1. Develop an online Toolkit for Training in the Principles of Rigorous Research, including fundamentals of study design. Compiling essential tools for planning and executing rigorous research in a single approved location would be a valuable practical asset The toolkit could incorporate power analysis calculators, statistical recommendations, technical and biological replicates, and recommendations for blinding and counterbalancing proposed experiments as well as providing educational feedback about the specific recommendations. The toolkit might also enable access to field-specific resources, such as the preclinical common data elements developed by the ILAE/AES Joint Translational Task Force to foster reproducibility in translational preclinical epilepsy research. Although many online tools are available, their validity has not been independently established and have not been compiled into a comprehensive resource. Further, as part of this toolkit, there could be feature where trainees could be presented various basic or clinical research vignettes associated with each topic module and asked to complete educational “quizzes” with feedback to test and reinforce their understanding of important research concepts.

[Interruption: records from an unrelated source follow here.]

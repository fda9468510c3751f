//! Snapshot types.
//!
//! The `Snapshot` struct provides a serializable view of the live actors and
//! the pending renderer changes, for clients that visualize the simulation.

use crate::actor::Position;
use crate::registry::{ActorEntry, ActorRegistry};
use crate::systems::RenderHandoff;
use bevy_ecs::prelude::*;
use serde::{Deserialize, Serialize};

/// State of one live actor.
#[derive(Debug, Clone, PartialEq, Serialize, Deserialize)]
pub struct ActorSnapshot {
    pub key: u64,
    pub id: Option<String>,
    /// Current behavior state, if the actor has a running state machine.
    pub state: Option<String>,
    pub position: Option<Position>,
    pub has_behavior: bool,
    pub is_ground: bool,
}

impl ActorSnapshot {
    fn from_entry(entry: &ActorEntry) -> Self {
        let actor = entry.actor();
        let machine = entry.machine();
        Self {
            key: entry.key().0,
            id: actor.id().map(str::to_string),
            state: machine.and_then(|m| m.current_state()).map(str::to_string),
            position: actor.position().copied(),
            has_behavior: machine.is_some_and(|m| !m.is_finished()),
            is_ground: actor.ground().is_some(),
        }
    }
}

/// Complete simulation state snapshot.
#[derive(Debug, Clone, Default, PartialEq, Serialize, Deserialize)]
pub struct Snapshot {
    /// Current simulation tick.
    pub tick: u64,
    /// Elapsed simulation time in seconds.
    pub time: f32,
    /// Live actors in promotion order.
    pub actors: Vec<ActorSnapshot>,
    /// Actors promoted since the renderer last took the handoff.
    pub added: Vec<u64>,
    /// Actors disposed since the renderer last took the handoff.
    pub removed: Vec<u64>,
    /// Surfaces whose mesh buffers need re-uploading.
    pub dirty_surfaces: Vec<u64>,
}

impl Snapshot {
    /// Create a snapshot from the ECS world.
    pub fn from_world(world: &World, tick: u64, time: f32) -> Self {
        let actors = world
            .get_resource::<ActorRegistry>()
            .map(|registry| registry.iter().map(ActorSnapshot::from_entry).collect())
            .unwrap_or_default();

        let mut snapshot = Self {
            tick,
            time,
            actors,
            ..Default::default()
        };
        if let Some(handoff) = world.get_resource::<RenderHandoff>() {
            snapshot.added = handoff.added.iter().map(|k| k.0).collect();
            snapshot.removed = handoff.removed.iter().map(|k| k.0).collect();
            snapshot.dirty_surfaces = handoff.dirty_surfaces.iter().map(|(k, _)| k.0).collect();
        }
        snapshot
    }

    /// Serialize to JSON string.
    pub fn to_json(&self) -> Result<String, serde_json::Error> {
        serde_json::to_string(self)
    }

    /// Serialize to pretty JSON string (for debugging).
    pub fn to_json_pretty(&self) -> Result<String, serde_json::Error> {
        serde_json::to_string_pretty(self)
    }
}

#[cfg(test)]
mod tests {
    use super::*;
    use crate::actor::{Actor, ActorEnv, TerrainActor};
    use crate::config::SimConfig;
    use crate::grid::{GridHandle, GridWorld};
    use crate::registry::ActorKey;
    use crate::rng::SharedRng;

    struct Marker(Position);

    impl Actor for Marker {
        fn id(&self) -> Option<&str> {
            Some("marker")
        }

        fn position(&self) -> Option<&Position> {
            Some(&self.0)
        }
    }

    #[test]
    fn test_empty_world_snapshot() {
        let world = World::new();
        let snapshot = Snapshot::from_world(&world, 3, 0.1);
        assert_eq!(snapshot.tick, 3);
        assert!(snapshot.actors.is_empty());
    }

    #[test]
    fn test_snapshot_lists_live_actors() {
        let mut registry = ActorRegistry::default();
        let grid = GridHandle::new(GridWorld::new(4, 4.0).unwrap());
        let terrain = registry.push(TerrainActor::new(grid));
        let marker = registry.push(Marker(Position::new(1.0, 2.0, 3.0)));
        let pending = registry.push(Marker(Position::default()));
        let config = SimConfig::default();
        let rng = SharedRng::default();
        registry.promote(&ActorEnv {
            config: &config,
            rng: &rng,
        });
        registry.remove(pending).unwrap();

        let mut world = World::new();
        world.insert_resource(registry);
        world.insert_resource(RenderHandoff {
            removed: vec![ActorKey(9)],
            ..Default::default()
        });
        let snapshot = Snapshot::from_world(&world, 1, 0.5);

        let keys: Vec<u64> = snapshot.actors.iter().map(|a| a.key).collect();
        assert_eq!(keys, vec![terrain.0, marker.0]);
        assert!(snapshot.actors[0].is_ground);
        assert_eq!(snapshot.actors[0].position, None);
        assert_eq!(snapshot.actors[1].id.as_deref(), Some("marker"));
        assert_eq!(snapshot.actors[1].position, Some(Position::new(1.0, 2.0, 3.0)));
        assert!(!snapshot.actors[1].has_behavior);
        assert_eq!(snapshot.removed, vec![9]);
    }

    #[test]
    fn test_json_round_trip() {
        let snapshot = Snapshot {
            tick: 7,
            time: 0.25,
            actors: vec![ActorSnapshot {
                key: 2,
                id: Some("walker".into()),
                state: Some("pathfind.move".into()),
                position: Some(Position::new(0.5, 1.5, 0.0)),
                has_behavior: true,
                is_ground: false,
            }],
            ..Default::default()
        };
        let json = snapshot.to_json().unwrap();
        assert!(json.contains("pathfind.move"));
        let back: Snapshot = serde_json::from_str(&json).unwrap();
        assert_eq!(back, snapshot);
    }
}
//! Behavior state sets for the cooperative scheduler.
//!
//! - `pathfind`: generic `target` / `moveLoop` / `move` fragment
//! - `world_pathfind`: the fragment bound to a `GridWorld`, plus a wandering actor
//! - `terrain_morph`: actors that reshape terrain under a moving brush

pub mod pathfind;
pub mod terrain_morph;
pub mod world_pathfind;

pub use pathfind::{PathSearch, PathfindFragment, SearchSpace};
pub use terrain_morph::{MorphKind, TerrainMorph, MALLEABILITY};
pub use world_pathfind::{world_pathfinder, Wanderer, WorldPathfinder, TILE};
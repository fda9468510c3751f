//! Weighted A* over an implicit 4-connected grid.
//!
//! The graph is parameterized by caller-supplied callbacks:
//!
//! - `walkable(ctx, x, y)`: cells that may be entered
//! - `base_cost(ctx, to)`: cost of occupying a cell regardless of direction
//! - `edge_cost(ctx, from, to)`: directional surcharge (e.g. climbing)
//!
//! Moving between adjacent cells costs `1 + max(0, base + edge)`; the
//! surcharge is clamped so the search never prefers a detour just because
//! it looks cheaper than zero. The heuristic is Euclidean distance, which
//! never overestimates with non-negative surcharges.
//!
//! The callbacks receive a borrowed context `C` (typically the `GridWorld`)
//! so they can read layers without owning them.
//!
//! If the goal cannot be reached the search returns the path to the visited
//! node with the best estimate instead. Callers check whether the last cell
//! is the goal.
//!
//! Node state is pooled and reset between searches, so one graph runs one
//! search at a time. A search can be spread across frames with `begin` and
//! `advance`.

use std::cmp::Ordering;
use std::collections::BinaryHeap;
use std::sync::Arc;

/// Grid cell coordinate.
pub type Cell = (i32, i32);

pub type WalkableFn<C> = Arc<dyn Fn(&C, i32, i32) -> bool + Send + Sync>;
pub type BaseCostFn<C> = Arc<dyn Fn(&C, Cell) -> f32 + Send + Sync>;
pub type EdgeCostFn<C> = Arc<dyn Fn(&C, Cell, Cell) -> f32 + Send + Sync>;

const NO_NODE: u32 = u32::MAX;

#[derive(Debug, Clone, Copy)]
struct Node {
    x: i32,
    y: i32,
    /// Best known cost from the start.
    cost: f32,
    /// Heuristic distance to the goal.
    remainder: f32,
    visited: bool,
    closed: bool,
    parent: u32,
}

impl Node {
    fn new(x: i32, y: i32) -> Self {
        Self {
            x,
            y,
            cost: 0.0,
            remainder: 0.0,
            visited: false,
            closed: false,
            parent: NO_NODE,
        }
    }

    #[inline]
    fn estimate(&self) -> f32 {
        self.cost + self.remainder
    }
}

/// Open-set entry. Stale entries are skipped when popped.
#[derive(Debug, Clone, Copy)]
struct Open {
    estimate: f32,
    remainder: f32,
    seq: u32,
    node: u32,
}

impl PartialEq for Open {
    fn eq(&self, other: &Self) -> bool {
        self.cmp(other) == Ordering::Equal
    }
}

impl Eq for Open {}

impl PartialOrd for Open {
    fn partial_cmp(&self, other: &Self) -> Option<Ordering> {
        Some(self.cmp(other))
    }
}

impl Ord for Open {
    // Reversed so the max-heap pops the lowest estimate first; ties go to
    // the node closer to the goal, then to the earlier push.
    fn cmp(&self, other: &Self) -> Ordering {
        other
            .estimate
            .total_cmp(&self.estimate)
            .then_with(|| other.remainder.total_cmp(&self.remainder))
            .then_with(|| other.seq.cmp(&self.seq))
    }
}

/// Progress of an incremental search.
#[derive(Debug, Clone, Copy, PartialEq, Eq)]
pub enum SearchStatus {
    /// No search has been started.
    Idle,
    Running,
    /// Finished; the path is ready.
    Done,
}

#[derive(Debug, Default)]
struct Search {
    goal: Cell,
    open: BinaryHeap<Open>,
    closest: u32,
    seq: u32,
    reached_goal: bool,
    path: Vec<Cell>,
}

/// Reusable A* search over a `width`×`height` grid.
pub struct PathfinderGraph<C: ?Sized> {
    width: i32,
    height: i32,
    walkable: WalkableFn<C>,
    base_cost: BaseCostFn<C>,
    edge_cost: EdgeCostFn<C>,
    /// Cell → node slot, `NO_NODE` when the cell is untouched.
    slots: Vec<u32>,
    nodes: Vec<Node>,
    search: Search,
    status: SearchStatus,
}

/// Clones share the callbacks but get their own idle node pool.
impl<C: ?Sized> Clone for PathfinderGraph<C> {
    fn clone(&self) -> Self {
        Self {
            width: self.width,
            height: self.height,
            walkable: Arc::clone(&self.walkable),
            base_cost: Arc::clone(&self.base_cost),
            edge_cost: Arc::clone(&self.edge_cost),
            slots: vec![NO_NODE; self.slots.len()],
            nodes: Vec::new(),
            search: Search::default(),
            status: SearchStatus::Idle,
        }
    }
}

impl<C: ?Sized> PathfinderGraph<C> {
    /// Uniform graph: every cell walkable, no surcharges.
    pub fn new(width: usize, height: usize) -> Self {
        Self {
            width: width as i32,
            height: height as i32,
            walkable: Arc::new(|_, _, _| true),
            base_cost: Arc::new(|_, _| 0.0),
            edge_cost: Arc::new(|_, _, _| 0.0),
            slots: vec![NO_NODE; width * height],
            nodes: Vec::new(),
            search: Search::default(),
            status: SearchStatus::Idle,
        }
    }

    pub fn with_walkable(
        mut self,
        f: impl Fn(&C, i32, i32) -> bool + Send + Sync + 'static,
    ) -> Self {
        self.walkable = Arc::new(f);
        self
    }

    pub fn with_base_cost(mut self, f: impl Fn(&C, Cell) -> f32 + Send + Sync + 'static) -> Self {
        self.base_cost = Arc::new(f);
        self
    }

    pub fn with_edge_cost(
        mut self,
        f: impl Fn(&C, Cell, Cell) -> f32 + Send + Sync + 'static,
    ) -> Self {
        self.edge_cost = Arc::new(f);
        self
    }

    pub fn width(&self) -> usize {
        self.width as usize
    }

    pub fn height(&self) -> usize {
        self.height as usize
    }

    #[inline]
    pub fn in_bounds(&self, x: i32, y: i32) -> bool {
        x >= 0 && x < self.width && y >= 0 && y < self.height
    }

    /// In bounds and accepted by the walkable callback.
    pub fn walkable(&self, ctx: &C, x: i32, y: i32) -> bool {
        self.in_bounds(x, y) && (self.walkable)(ctx, x, y)
    }

    /// Cost of stepping from `from` to the adjacent cell `to`.
    pub fn transition_cost(&self, ctx: &C, from: Cell, to: Cell) -> f32 {
        let dist = distance(from, to);
        let base = (self.base_cost)(ctx, to);
        let edge = (self.edge_cost)(ctx, from, to);
        dist + (base + edge).max(0.0)
    }

    pub fn status(&self) -> SearchStatus {
        self.status
    }

    /// Return every pooled node to its initial state.
    pub fn reset(&mut self) {
        for node in &self.nodes {
            let slot = (node.y * self.width + node.x) as usize;
            self.slots[slot] = NO_NODE;
        }
        self.nodes.clear();
        self.search.open.clear();
        self.search.path.clear();
        self.search.seq = 0;
        self.search.reached_goal = false;
        self.status = SearchStatus::Idle;
    }

    fn node_at(&mut self, x: i32, y: i32) -> u32 {
        let slot = (y * self.width + x) as usize;
        let id = self.slots[slot];
        if id != NO_NODE {
            return id;
        }
        let id = self.nodes.len() as u32;
        self.nodes.push(Node::new(x, y));
        self.slots[slot] = id;
        id
    }

    fn push_open(&mut self, id: u32) {
        let node = &self.nodes[id as usize];
        self.search.open.push(Open {
            estimate: node.estimate(),
            remainder: node.remainder,
            seq: self.search.seq,
            node: id,
        });
        self.search.seq += 1;
    }

    /// Full search. The result excludes the start cell.
    pub fn pathfind(&mut self, ctx: &C, x0: i32, y0: i32, x1: i32, y1: i32) -> Vec<Cell> {
        self.begin(x0, y0, x1, y1);
        self.advance(ctx, usize::MAX);
        self.take_path()
    }

    /// Start a new search, discarding any previous one.
    pub fn begin(&mut self, x0: i32, y0: i32, x1: i32, y1: i32) {
        self.reset();
        self.search.goal = (x1, y1);
        self.status = SearchStatus::Running;

        if !self.in_bounds(x0, y0) {
            self.status = SearchStatus::Done;
            return;
        }
        let start = self.node_at(x0, y0);
        let node = &mut self.nodes[start as usize];
        node.remainder = distance((x0, y0), (x1, y1));
        node.visited = true;
        self.search.closest = start;
        self.push_open(start);
    }

    /// Expand up to `budget` nodes. Returns the new status.
    pub fn advance(&mut self, ctx: &C, budget: usize) -> SearchStatus {
        if self.status != SearchStatus::Running {
            return self.status;
        }

        let goal = self.search.goal;
        let mut expanded = 0usize;
        while expanded < budget {
            let Some(open) = self.search.open.pop() else {
                self.finish();
                return self.status;
            };
            let current = self.nodes[open.node as usize];
            if current.closed || open.estimate != current.estimate() {
                continue;
            }
            if (current.x, current.y) == goal {
                self.search.closest = open.node;
                self.search.reached_goal = true;
                self.finish();
                return self.status;
            }

            self.nodes[open.node as usize].closed = true;
            expanded += 1;

            let from = (current.x, current.y);
            for (dx, dy) in [(-1, 0), (1, 0), (0, -1), (0, 1)] {
                let to = (current.x + dx, current.y + dy);
                if !self.walkable(ctx, to.0, to.1) {
                    continue;
                }
                let id = self.node_at(to.0, to.1);
                let neighbor = self.nodes[id as usize];
                if neighbor.closed {
                    continue;
                }

                let cost = current.cost + self.transition_cost(ctx, from, to);
                if neighbor.visited && cost >= neighbor.cost {
                    continue;
                }

                let remainder = distance(to, goal);
                let node = &mut self.nodes[id as usize];
                node.visited = true;
                node.parent = open.node;
                node.cost = cost;
                node.remainder = remainder;
                let updated = *node;

                let closest = self.nodes[self.search.closest as usize];
                let delta = updated.estimate() - closest.estimate();
                if delta < 0.0 || (delta == 0.0 && updated.cost < closest.cost) {
                    self.search.closest = id;
                }
                self.push_open(id);
            }
        }
        self.status
    }

    fn finish(&mut self) {
        let mut path = Vec::new();
        if !self.nodes.is_empty() {
            let mut id = self.search.closest;
            while id != NO_NODE {
                let node = self.nodes[id as usize];
                if node.parent == NO_NODE {
                    break;
                }
                path.push((node.x, node.y));
                id = node.parent;
            }
            path.reverse();
        }
        if !self.search.reached_goal {
            tracing::debug!(
                goal = ?self.search.goal,
                len = path.len(),
                "goal unreachable, returning closest path"
            );
        }
        self.search.path = path;
        self.status = SearchStatus::Done;
    }

    /// Whether the finished search ended on the goal cell.
    pub fn reached_goal(&self) -> bool {
        self.search.reached_goal
    }

    /// Take the finished path. Empty while the search is still running.
    pub fn take_path(&mut self) -> Vec<Cell> {
        if self.status != SearchStatus::Done {
            return Vec::new();
        }
        std::mem::take(&mut self.search.path)
    }
}

#[inline]
fn distance(a: Cell, b: Cell) -> f32 {
    let dx = (b.0 - a.0) as f32;
    let dy = (b.1 - a.1) as f32;
    (dx * dx + dy * dy).sqrt()
}
//! Public API for the simulation.
//!
//! `SimWorld` owns the ECS world holding the actor registry and frame
//! resources, plus the schedule that runs one frame.
//!
//! ## Fixed Timestep
//!
//! The simulation uses a fixed timestep internally (default 30 Hz). When `step(dt)` is called,
//! the simulation accumulates time and runs fixed updates as needed. `run_frame()` runs exactly
//! one fixed update.
//!
//! ## Frame order
//!
//! Actors pushed during a frame become live at the start of the next one,
//! after removed actors are disposed. Each live actor's state machine is
//! resumed once, then every actor is updated, pinned actors are snapped to
//! the ground, and surface mesh changes are collected for the renderer.

use crate::actor::Actor;
use crate::config::SimConfig;
use crate::error::Result;
use crate::ground::GroundProviders;
use crate::registry::{ActorKey, ActorRegistry};
use crate::render_bridge::snapshot_to_flatbuffer;
use crate::rng::{SharedRng, SimRng};
use crate::systems::*;
use crate::world::Snapshot;
use bevy_ecs::prelude::*;

/// The main simulation world container.
///
/// Holds the ECS world and schedule, providing a clean API for:
/// - Registering and removing actors
/// - Stepping the simulation forward
/// - Extracting state snapshots and renderer changes
pub struct SimWorld {
    world: World,
    schedule: Schedule,
    tick: u64,
    time: f32,
    /// Accumulated time for fixed timestep.
    time_accumulator: f32,
}

impl SimWorld {
    /// Create a new empty simulation world.
    pub fn new() -> Self {
        Self::with_config(SimConfig::default())
    }

    /// Create a new simulation world with custom configuration.
    pub fn with_config(config: SimConfig) -> Self {
        let mut world = World::new();

        world.insert_resource(DeltaTime(config.fixed_timestep));
        world.insert_resource(SimTick(0));
        world.insert_resource(ElapsedTime(0.0));
        world.insert_resource(SimRng::from_seed_u64(config.seed));
        world.insert_resource(config);
        world.insert_resource(ActorRegistry::default());
        world.insert_resource(GroundProviders::default());
        world.insert_resource(RenderHandoff::default());

        // Every phase touches the registry, so the frame is one chain.
        let mut schedule = Schedule::default();
        schedule.add_systems(
            (
                promote_pending_system,
                state_machine_system,
                actor_update_system,
                ground_pin_system,
                render_handoff_system,
            )
                .chain(),
        );

        Self {
            world,
            schedule,
            tick: 0,
            time: 0.0,
            time_accumulator: 0.0,
        }
    }

    /// Step the simulation forward by `dt` seconds.
    ///
    /// Uses fixed timestep internally - accumulates time and runs fixed updates
    /// as needed. Returns the number of frames run.
    pub fn step(&mut self, dt: f32) -> u32 {
        let fixed_dt = self.config().fixed_timestep;
        self.time_accumulator += dt;

        let mut frames = 0;
        while self.time_accumulator >= fixed_dt {
            self.fixed_update(fixed_dt);
            self.time_accumulator -= fixed_dt;
            frames += 1;
        }
        frames
    }

    /// Run exactly one frame.
    pub fn run_frame(&mut self) {
        let fixed_dt = self.config().fixed_timestep;
        self.fixed_update(fixed_dt);
    }

    /// Run a single fixed timestep update.
    fn fixed_update(&mut self, dt: f32) {
        self.world.resource_mut::<DeltaTime>().0 = dt;
        self.world.resource_mut::<SimTick>().increment();
        self.world.resource_mut::<ElapsedTime>().0 = self.time;

        tracing::trace!(tick = self.tick + 1, "frame start");
        self.schedule.run(&mut self.world);

        self.tick += 1;
        self.time += dt;
    }

    // ------------------------------------------------------------------------
    // Actors
    // ------------------------------------------------------------------------

    /// Register an actor. It becomes live at the start of the next frame.
    pub fn push_actor(&mut self, actor: impl Actor) -> ActorKey {
        self.registry_mut().push(actor)
    }

    pub fn push_boxed(&mut self, actor: Box<dyn Actor>) -> ActorKey {
        self.registry_mut().push_boxed(actor)
    }

    /// Remove a pending or live actor. Its `dispose` hook runs next frame.
    pub fn remove_actor(&mut self, key: ActorKey) -> Result<()> {
        self.registry_mut().remove(key)
    }

    /// Live actor with the given id.
    pub fn select_by_id(&mut self, id: &str) -> Option<ActorKey> {
        self.registry_mut().select_by_id(id)
    }

    pub fn actor(&self, key: ActorKey) -> Option<&dyn Actor> {
        self.registry().get(key)
    }

    pub fn actor_mut(&mut self, key: ActorKey) -> Option<&mut dyn Actor> {
        self.world
            .get_resource_mut::<ActorRegistry>()
            .map(Mut::into_inner)
            .and_then(|registry| registry.get_mut(key))
    }

    pub fn registry(&self) -> &ActorRegistry {
        self.world.resource::<ActorRegistry>()
    }

    fn registry_mut(&mut self) -> Mut<'_, ActorRegistry> {
        self.world.resource_mut::<ActorRegistry>()
    }

    // ------------------------------------------------------------------------
    // Queries
    // ------------------------------------------------------------------------

    /// Highest ground under (wx, wy) among live ground providers.
    pub fn ground_height(&self, wx: f32, wy: f32) -> Option<f32> {
        self.world.resource::<GroundProviders>().ground_height(wx, wy)
    }

    pub fn config(&self) -> &SimConfig {
        self.world.resource::<SimConfig>()
    }

    /// Handle to the simulation random stream.
    pub fn rng(&self) -> SharedRng {
        self.world.resource::<SimRng>().handle()
    }

    /// Get a snapshot of the current simulation state.
    pub fn snapshot(&self) -> Snapshot {
        Snapshot::from_world(&self.world, self.tick, self.time)
    }

    /// Get the snapshot as a JSON string.
    pub fn snapshot_json(&self) -> String {
        self.snapshot().to_json().unwrap_or_else(|_| "{}".to_string())
    }

    /// Snapshot as the flat renderer buffer.
    pub fn render_buffer(&self) -> Vec<f32> {
        snapshot_to_flatbuffer(&self.snapshot())
    }

    /// Take the renderer changes accumulated since the last call.
    pub fn take_render_handoff(&mut self) -> RenderHandoff {
        std::mem::take(&mut *self.world.resource_mut::<RenderHandoff>())
    }

    /// Get the current tick number.
    pub fn current_tick(&self) -> u64 {
        self.tick
    }

    /// Get the elapsed simulation time.
    pub fn current_time(&self) -> f32 {
        self.time
    }

    /// Get direct access to the ECS world (for advanced usage).
    pub fn world(&self) -> &World {
        &self.world
    }

    /// Get mutable access to the ECS world (for advanced usage).
    pub fn world_mut(&mut self) -> &mut World {
        &mut self.world
    }
}

impl Default for SimWorld {
    fn default() -> Self {
        Self::new()
    }
}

2. Interactive online education is ideal to ensure understanding of the trainees. Short video modules (10-15 minute max) with high production quality would be an effective strategy, incorporating cartoons or infographics rather than a long video of one person talking,

3. Interactive research studies would also be effective. The video could be designed to be interactive such that the trainee could make decisions on their course of action and then go through training regarding the potential consequences of those choices. This interactive video-based online training would help reinforce the relevance of the training. Example of poorly designed or poorly analyzed research should also be presented with discussion of incorrect conclusions and study inference based upon faulty study design.

4. Recommendations for standard operating procedures and best practices for labs to reinforce best practices in the lab.